Durant la troisième semaine de janvier, ils ont enfermé avec moi un autre Américain (l’occasion pour moi de réaliser que j’avais dix jours de retard sur mon calendrier). C’était un jeune photojournaliste qui s’appelait Matthew Schrier et qui venait de New York. Au début, Matt refusait d’apprendre le moindre mot d’arabe, espérant que son ignorance laisserait penser à ses ravisseurs qu’il ne pouvait pas être un espion. Et puis, début mars, les chefs du Front al-Nosra ont incarcéré avec nous une troisième personne, un djihadiste marocain qu’ils suspectaient d’être un espion. Le Marocain parlait un anglais passable, mais c’était un prosélyte féroce. Il a rapidement persuadé Matt de se soumettre à l’islam. Matt a demandé un Coran écrit en anglais, et un garde lui en a fourni un exemplaire. Quelques jours plus tard, Matt a prononcé les mots sacrés – « Il n’y a pas de vraie divinité si ce n’est Allah et Mahomet est Son messager » – devant témoins. Une fois converti, les jeunes combattants le pointaient du doigt en déclarant : « Toi, tu es bon ! » Puis, ils me désignaient avec mépris en disant : « Toi, tu es vile ! » Mais sa conversion n’a pas permis à Matt d’obtenir de la nourriture de meilleure qualité, et encore moins de pouvoir rentrer chez lui. Un jour, l’un des gardes les plus lunatiques l’a giflé alors qu’on nous emmenait nous laver. « Toi, tu es vile ! a-t-il dit à Matt. Tu mens sur ta religion. » Le garde s’est ensuite approché de moi. « Toi, tu es chrétien. Toi, tu es bon. » Je poursuivais sur cette ligne. « Allah m’a fait chrétien. Ce n’est pas ma faute. » Et mes ravisseurs de répondre : « Si aujourd’hui, tu devais mourir en infidèle, Allah ne t’accorderait aucune place au paradis. » Une fois ma position inférieure bien établie, nous pouvions parler d’autres choses : de la guerre en Syrie, de politique ou bien des jeunes femmes américaines – leur sujet favori. Ces conversations ont bientôt suivi un schéma typique : mes gardes passaient dix minutes à tenter de me convaincre d’accepter l’islam, puis ils laissaient tomber et me demandaient si je pouvais leur présenter des filles célibataires venues d’un pays occidental.

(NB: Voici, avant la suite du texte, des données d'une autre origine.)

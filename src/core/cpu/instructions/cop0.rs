// SPDX-License-Identifier: Apache-2.0
// Copyright 2025 itsakeyfut
//
// Licensed under the Apache License, Version 2.0 (the "License");
// you may not use this file except in compliance with the License.
// You may obtain a copy of the License at
//
//     http://www.apache.org/licenses/LICENSE-2.0
//
// Unless required by applicable law or agreed to in writing, software
// distributed under the License is distributed on an "AS IS" BASIS,
// WITHOUT WARRANTIES OR CONDITIONS OF ANY KIND, either express or implied.
// See the License for the specific language governing permissions and
// limitations under the License.

//! COP0 (System Control Coprocessor) instructions

use super::super::{MemoryPort, CPU, COP0};
use crate::core::mmu::{TlbEntry, TLB_ENTRIES};

impl CPU {
    /// MFC0: Move From Coprocessor 0
    ///
    /// Format: mfc0 rt, rd
    ///
    /// Goes through the load delay slot like a memory load.
    pub(super) fn op_mfc0(&mut self, rt: u8, rd: u8) {
        if !self.require_cop0() {
            return;
        }
        let value = self.cop0.read(rd);
        self.set_reg_delayed(rt, value);
    }

    /// MTC0: Move To Coprocessor 0
    ///
    /// Format: mtc0 rt, rd
    ///
    /// Writing EntryHi also switches the MMU to the new ASID.
    pub(super) fn op_mtc0(&mut self, rt: u8, rd: u8, mem: &mut MemoryPort) {
        if !self.require_cop0() {
            return;
        }
        let value = self.reg(rt);
        self.cop0.write(rd, value);
        if rd as usize == COP0::ENTRY_HI {
            mem.mmu.set_asid(entry_hi_asid(self.cop0.regs[COP0::ENTRY_HI]));
        }
    }

    /// RFE: Return From Exception
    ///
    /// Pops the interrupt-enable/mode stack in SR. The jump back to EPC is a
    /// separate JR, normally with RFE in its delay slot.
    pub(super) fn op_rfe(&mut self) {
        if !self.require_cop0() {
            return;
        }
        self.cop0.return_from_exception();
    }

    /// TLBR: read the entry selected by Index into EntryHi/EntryLo
    pub(super) fn op_tlbr(&mut self, mem: &mut MemoryPort) {
        if !self.require_cop0() {
            return;
        }
        let index = self.tlb_index();
        let entry = mem.mmu.read_entry(index);
        self.cop0.regs[COP0::ENTRY_HI] = entry.hi;
        self.cop0.regs[COP0::ENTRY_LO] = entry.lo;
        mem.mmu.set_asid(entry_hi_asid(entry.hi));
    }

    /// TLBWI: write EntryHi/EntryLo to the entry selected by Index
    pub(super) fn op_tlbwi(&mut self, mem: &mut MemoryPort) {
        if !self.require_cop0() {
            return;
        }
        let index = self.tlb_index();
        mem.mmu.write_entry(index, self.staged_entry());
    }

    /// TLBWR: write EntryHi/EntryLo to the entry selected by Random
    ///
    /// Random steps down once per TLBWR so replacement stays deterministic.
    pub(super) fn op_tlbwr(&mut self, mem: &mut MemoryPort) {
        if !self.require_cop0() {
            return;
        }
        let index = self.cop0.random_index();
        mem.mmu.write_entry(index, self.staged_entry());
        self.cop0.step_random();
    }

    /// TLBP: search for EntryHi; Index gets the match or the probe-failure bit
    pub(super) fn op_tlbp(&mut self, mem: &mut MemoryPort) {
        if !self.require_cop0() {
            return;
        }
        self.cop0.regs[COP0::INDEX] = match mem.mmu.probe(self.cop0.regs[COP0::ENTRY_HI]) {
            Some(index) => (index as u32) << 8,
            None => 0x8000_0000,
        };
    }

    fn tlb_index(&self) -> usize {
        ((self.cop0.regs[COP0::INDEX] >> 8) as usize) % TLB_ENTRIES
    }

    fn staged_entry(&self) -> TlbEntry {
        TlbEntry::new(
            self.cop0.regs[COP0::ENTRY_HI],
            self.cop0.regs[COP0::ENTRY_LO],
        )
    }
}

fn entry_hi_asid(entry_hi: u32) -> u8 {
    ((entry_hi >> 6) & 0x3F) as u8
}
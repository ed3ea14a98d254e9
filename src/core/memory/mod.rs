// SPDX-License-Identifier: Apache-2.0
// Copyright 2025 itsakeyfut
//
// Licensed under the Apache License, Version 2.0 (the "License");
// you may not use this file except in compliance with the License.
// You may obtain a copy of the License at
//
//     http://www.apache.org/licenses/LICENSE-2.0
//
// Unless required by applicable law or agreed to in writing, software
// distributed under the License is distributed on an "AS IS" BASIS,
// WITHOUT WARRANTIES OR CONDITIONS OF ANY KIND, either express or implied.
// See the License for the specific language governing permissions and
// limitations under the License.

//! Physical address space
//!
//! The address space maps the 29-bit physical address space onto memory
//! regions. Lookup goes through a flat page table with one slot per 4 KiB
//! page, so every access costs one table read regardless of how many regions
//! are mapped.
//!
//! # Default Memory Map
//!
//! | Physical Address Range | Region        | Access |
//! |------------------------|---------------|--------|
//! | 0x00000000-0x03FFFFFF  | RAM (mirrored)| R/W    |
//! | 0x04000000-0x04FFFFFF  | Video RAM     | R/W    |
//! | 0x08000000-0x087FFFFF  | Sound RAM     | R/W    |
//! | 0x1F000000-0x1F005FFF  | I/O devices   | R/W    |
//! | 0x1FA00000-0x1FA1FFFF  | Flash         | R/W    |
//! | 0x1FC00000-0x1FDFFFFF  | Boot ROM      | R only |
//!
//! # Open Bus
//!
//! Reads from unmapped addresses return [`OPEN_BUS`] truncated to the access
//! width and writes are dropped. Neither faults nor mutates anything. An
//! access using a width the region does not accept behaves the same way.
//!
//! # Example
//!
//! ```
//! use vmcore::core::memory::{AddressSpace, MemoryRegion};
//!
//! let mut bus = AddressSpace::new();
//! bus.map(MemoryRegion::ram("ram", 0x0000_0000, 0x1000).with_window(0x4000))
//!     .unwrap();
//!
//! bus.write32(0x0000_0010, 0x12345678);
//! // The window mirrors the region
//! assert_eq!(bus.read32(0x0000_1010), 0x12345678);
//! // Unmapped space reads as open bus
//! assert_eq!(bus.read32(0x0800_0000), 0xFFFF_FFFF);
//! ```

use std::any::Any;

use bitflags::bitflags;

use crate::core::error::{ConfigError, EmulatorError, Result};
use crate::core::interrupt::{InterruptController, I_STAT};
use crate::core::timing::{Cycle, EventAction, EventDispatcher, EventRequest};

mod io_device;
mod region;

#[cfg(test)]
mod tests;

pub use io_device::{decode_device_state, encode_device_state, Device, DeviceId, IoContext};
pub use region::{AccessWidth, AccessWidths, MemoryRegion, RegionKind};

/// Page size shift (4 KiB pages)
pub const PAGE_SHIFT: u32 = 12;

/// Page size in bytes
pub const PAGE_SIZE: u32 = 1 << PAGE_SHIFT;

/// Mask applied to every physical address (29-bit physical space)
pub const PHYS_MASK: u32 = 0x1FFF_FFFF;

/// Number of physical pages
pub const PAGE_COUNT: usize = (PHYS_MASK as usize + 1) >> PAGE_SHIFT;

/// Value returned by reads that hit nothing
pub const OPEN_BUS: u64 = u64::MAX;

bitflags! {
    /// Per-page tracking state
    #[derive(Debug, Clone, Copy, PartialEq, Eq, Default)]
    struct PageState: u8 {
        /// Next write is trapped and recorded
        const PROTECTED = 1 << 0;
        /// Written since it was protected
        const DIRTY = 1 << 1;
        /// Holds translated code; writes bump the page generation
        const CODE = 1 << 2;
    }
}

/// Index of a mapped region
#[derive(Debug, Clone, Copy, PartialEq, Eq, Hash)]
pub struct RegionId(pub usize);

/// The machine's physical address space
pub struct AddressSpace {
    /// Mapped regions, indexed by `RegionId`; `None` once unmapped
    regions: Vec<Option<MemoryRegion>>,

    /// One slot per physical page: 0 = unmapped, otherwise region index + 1
    page_table: Vec<u16>,

    /// Tracking state, indexed by canonical page
    page_state: Vec<PageState>,

    /// Write generation of code pages, indexed by canonical page
    generations: Vec<u32>,

    devices: Vec<Box<dyn Device>>,

    irq: InterruptController,

    /// Scheduler requests queued by device handlers
    requests: Vec<EventRequest>,

    /// Cycle reported to device handlers
    now: Cycle,

    /// Count of device and controller accesses
    io_accesses: u64,
}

Durant le printemps et le début de l’été 2013, le Front al-Nosra nous a déplacés, Matt et moi, puis enfermés dans une succession de nouvelles prisons. Nous avons été détenus dans une villa à la périphérie d’Alep, dans un supermarché, dans un entrepôt maritime et dans le sous-sol d’une succursale d’un concessionnaire automobile. Nous avions une idée vague de la localisation de ces endroits, car les combattants qui nous y plaçaient arrêtaient aussi des gens des environs, et les mettaient en cage avec nous.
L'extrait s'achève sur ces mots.